I also didn’t want to read a book about genocide. Having skipped Philip Gourevitch’s book about the Rwandan genocide, avoided David Rieff’s writings on genocide and intervention, and missed every book about death and destruction in Iraq (except Rajiv Chandrasekaran’s, which I correctly suspected would be fun to read because it’s all about what incompetent boobs the Bush administration were), I thought I might as well keep up my streak: no books that threaten to convince me that mankind is irredeemably evil and God, if he exists, doesn’t care.

But I read a review of Kidder’s new book on the day in August that my annual birthday gift from my in-laws, an Amazon gift certificate, arrived in my e-mail inbox. So I bought it. And in the last week I have finally read it.

And it’s warm, and humane, and at times funny. There’s no shortage of intense misery, described all too well. Of the frequent flashback scenes that take us from Deogratias’s more comfortable life in the United States back to the hell he endured less than ten years ago in his native Burundi, where as a Tutsi he was hunted by Hutu génocidaires, the most haunting involves an orphaned infant whom Deogratias could not save. I won’t tell you any more than that—partly because I don’t want to give away too much, partly because I just don’t want to re-live it in the typing.

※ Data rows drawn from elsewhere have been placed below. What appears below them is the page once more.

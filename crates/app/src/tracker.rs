//! Order tracking
//!
//! An [`OrderTracker`] carries one order through payment. Every read of the payment status is an
//! explicit call; waiting between reads is left to the caller, who can pace itself with a
//! [`RetrySchedule`].

use std::time::Duration;

use jiff::Timestamp;
use tracing::debug;

use comptoir::prelude::{Order, OrderId, OrderStage, PaymentInfos};

use crate::{errors::AppError, services::CheckoutService};

/// Follows one order from creation to a settled payment.
#[derive(Debug, Clone)]
pub struct OrderTracker {
    order: Order,
}

impl OrderTracker {
    /// Tracks a freshly created order.
    pub fn new(id: OrderId, created_at: Timestamp) -> Self {
        Self {
            order: Order::created(id, created_at),
        }
    }

    /// Tracks an order whose payment session is already known.
    pub fn resume(id: OrderId, client_secret: impl Into<String>) -> Self {
        let mut order = Order::known(id);
        order.attach_session(client_secret);

        Self { order }
    }

    /// The order as last observed.
    pub fn order(&self) -> &Order {
        &self.order
    }

    /// Gives up tracking and returns the order.
    pub fn into_order(self) -> Order {
        self.order
    }

    /// Records the payment session opened for the order.
    pub fn attach_payment(&mut self, infos: PaymentInfos) {
        self.order.attach_payment(infos);
    }

    fn client_secret(&self) -> Result<&str, AppError> {
        self.order
            .client_secret()
            .ok_or(AppError::NoPaymentSession(self.order.id()))
    }

    /// Attaches the purchaser's email, locally only once the backend accepted it.
    ///
    /// # Errors
    ///
    /// Returns an error if no payment session is attached or the backend refuses the email.
    pub async fn attach_email(
        &mut self,
        checkout: &dyn CheckoutService,
        email: &str,
    ) -> Result<(), AppError> {
        checkout.set_email(self.client_secret()?, email).await?;

        self.order.attach_email(email);

        Ok(())
    }

    /// Reads the payment status once and applies it.
    ///
    /// # Errors
    ///
    /// Returns an error if no payment session is attached, the read fails, or the report is
    /// inconsistent. The order is left as it was in every case.
    pub async fn refresh(&mut self, checkout: &dyn CheckoutService) -> Result<OrderStage, AppError> {
        let report = checkout.payment_status(self.client_secret()?).await?;

        debug!(order = %self.order.id(), status = %report.status, "payment status observed");

        Ok(self.order.observe(report)?)
    }

    /// Whether the payment reached a status that will not change anymore.
    pub fn is_settled(&self) -> bool {
        self.order.status().is_some_and(|status| status.is_final())
    }

    /// Location of the receipt QR image.
    ///
    /// # Errors
    ///
    /// Returns [`AppError::NoReceipt`] until the payment succeeded.
    pub fn qr_code_url(&self, checkout: &dyn CheckoutService) -> Result<String, AppError> {
        if self.order.receipt_view().is_none() {
            return Err(AppError::NoReceipt(self.order.id()));
        }

        Ok(checkout.qr_code_url(self.client_secret()?)?)
    }
}

/// Capped exponential backoff between status reads.
#[derive(Debug, Clone, PartialEq, Eq)]
pub struct RetrySchedule {
    next: Duration,
    max: Duration,
    remaining: u32,
}

impl RetrySchedule {
    /// `attempts` delays, starting at `initial` and doubling up to `max`.
    pub fn new(initial: Duration, max: Duration, attempts: u32) -> Self {
        Self {
            next: initial.min(max),
            max,
            remaining: attempts,
        }
    }
}

impl Default for RetrySchedule {
    fn default() -> Self {
        Self::new(Duration::from_millis(500), Duration::from_secs(8), 12)
    }
}

impl Iterator for RetrySchedule {
    type Item = Duration;

    fn next(&mut self) -> Option<Duration> {
        self.remaining = self.remaining.checked_sub(1)?;

        let delay = self.next;

        self.next = delay.checked_mul(2).unwrap_or(self.max).min(self.max);

        Some(delay)
    }
}
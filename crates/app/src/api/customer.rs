//! Customer endpoints.

use async_trait::async_trait;
use reqwest::{Method, Url};
use serde::Deserialize;

use comptoir::prelude::{
    BarStatus, CartSubmission, OrderId, PaymentInfos, PaymentStatusReport, ProductRecord,
};

use crate::{
    api::{ApiClient, ApiError},
    services::{CatalogService, CheckoutService},
};

#[derive(Debug, Deserialize)]
struct CreatedOrder {
    order_id: OrderId,
}

#[derive(Debug, Deserialize)]
struct PublishableKey {
    publishable_key: String,
}

#[async_trait]
impl CatalogService for ApiClient {
    async fn products(&self) -> Result<Vec<ProductRecord>, ApiError> {
        Self::read(self.request(Method::GET, "/get_available_stock")).await
    }

    async fn bar_status(&self) -> Result<BarStatus, ApiError> {
        Self::read(self.request(Method::GET, "/get_bar_status")).await
    }
}

#[async_trait]
impl CheckoutService for ApiClient {
    async fn validate_cart(&self, submission: &CartSubmission) -> Result<OrderId, ApiError> {
        let created: CreatedOrder =
            Self::read(self.request(Method::POST, "/validate_cart").json(submission)).await?;

        Ok(created.order_id)
    }

    async fn payment_infos(&self, order: OrderId) -> Result<PaymentInfos, ApiError> {
        Self::read(
            self.request(Method::GET, "/get_payment_infos")
                .query(&[("order_id", order.0)]),
        )
        .await
    }

    async fn set_email(&self, client_secret: &str, email: &str) -> Result<(), ApiError> {
        Self::send(
            self.request(Method::PATCH, "/set_email")
                .query(&[("client_secret", client_secret), ("email", email)]),
        )
        .await?;

        Ok(())
    }

    async fn payment_status(&self, client_secret: &str) -> Result<PaymentStatusReport, ApiError> {
        Self::read(
            self.request(Method::GET, "/get_payment_status")
                .query(&[("client_secret", client_secret)]),
        )
        .await
    }

    async fn publishable_key(&self) -> Result<String, ApiError> {
        let key: PublishableKey =
            Self::read(self.request(Method::GET, "/get_stripe_pub_key")).await?;

        Ok(key.publishable_key)
    }

    fn qr_code_url(&self, client_secret: &str) -> Result<String, ApiError> {
        Url::parse_with_params(
            &self.endpoint("/get_qr_code"),
            &[("client_secret", client_secret)],
        )
        .map(String::from)
        .map_err(|error| ApiError::InvalidUrl(error.to_string()))
    }
}
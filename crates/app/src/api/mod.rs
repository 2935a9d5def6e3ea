//! HTTP client for the bar backend.

use std::time::Duration;

use reqwest::{Client, Method, RequestBuilder, Response, StatusCode};
use serde::{Deserialize, de::DeserializeOwned};
use thiserror::Error;
use tracing::instrument;

use comptoir::cart::submission::SubmissionError;

use crate::config::ApiConfig;

mod customer;
mod staff;

/// Errors that can occur when talking to the backend.
#[derive(Debug, Error)]
pub enum ApiError {
    /// An HTTP transport or deserialization error occurred.
    #[error("http error: {0}")]
    Http(#[from] reqwest::Error),

    /// The backend answered with a non-2xx status.
    #[error("backend answered {status}: {message}")]
    Backend {
        /// Response status
        status: StatusCode,

        /// Message from the `{ "error": ... }` body, or the raw body
        message: String,
    },

    /// A resource URL could not be built.
    #[error("invalid url: {0}")]
    InvalidUrl(String),
}

impl ApiError {
    /// Whether the backend refused the request itself, as opposed to failing to answer it.
    pub fn is_rejection(&self) -> bool {
        matches!(self, Self::Backend { status, .. } if status.is_client_error())
    }
}

impl From<ApiError> for SubmissionError {
    fn from(error: ApiError) -> Self {
        match error {
            ApiError::Backend { status, message } if status.is_client_error() => {
                Self::Rejected(message)
            }
            error => Self::Unavailable(error.to_string()),
        }
    }
}

#[derive(Debug, Deserialize)]
struct ErrorBody {
    error: String,
}

/// Builds the error for a non-2xx response body.
pub(crate) fn backend_error(status: StatusCode, body: &str) -> ApiError {
    let message = serde_json::from_str::<ErrorBody>(body)
        .map_or_else(|_not_json| body.to_string(), |parsed| parsed.error);

    ApiError::Backend { status, message }
}

/// HTTP client for the bar backend.
#[derive(Debug, Clone)]
pub struct ApiClient {
    base: String,
    token: Option<String>,
    http: Client,
}

impl ApiClient {
    /// Create a new client from the given configuration.
    ///
    /// # Errors
    ///
    /// Returns an error if the HTTP client cannot be built.
    pub fn new(config: &ApiConfig) -> Result<Self, ApiError> {
        let http = Client::builder()
            .timeout(Duration::from_secs(config.timeout_seconds))
            .build()?;

        Ok(Self {
            base: config.api_url.trim_end_matches('/').to_string(),
            token: config.api_token.clone(),
            http,
        })
    }

    /// Absolute URL of a backend path.
    pub fn endpoint(&self, path: &str) -> String {
        format!("{}{path}", self.base)
    }

    fn request(&self, method: Method, path: &str) -> RequestBuilder {
        let request = self.http.request(method, self.endpoint(path));

        match &self.token {
            Some(token) => request.bearer_auth(token),
            None => request,
        }
    }

    #[instrument(level = "debug", skip_all, err)]
    async fn send(request: RequestBuilder) -> Result<Response, ApiError> {
        let response = request.send().await?;
        let status = response.status();

        if status.is_success() {
            return Ok(response);
        }

        let body = response.text().await.unwrap_or_default();

        Err(backend_error(status, &body))
    }

    async fn read<T: DeserializeOwned>(request: RequestBuilder) -> Result<T, ApiError> {
        Ok(Self::send(request).await?.json().await?)
    }
}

For me, the book’s most unusual achievement is to show us a big American city, New York, through the eyes of a penniless refugee. Before Deogratias was taken in by generous Americans, before he enrolled at Columbia, before his graduate work at Harvard and then Dartmouth, he was delivering groceries for below minimum wage and sleeping in Central Park, hoping to one day figure out that subway system. No matter how impressive the accomplishments that bracket this period—surviving, on foot, and evading his would-be killers; becoming an educated American and building a hospital back in Burundi, a hospital which opened in 2007—it’s Deogratias’s early days as a nameless, faceless, dark black man in a city where he knew nobody that I will always remember best.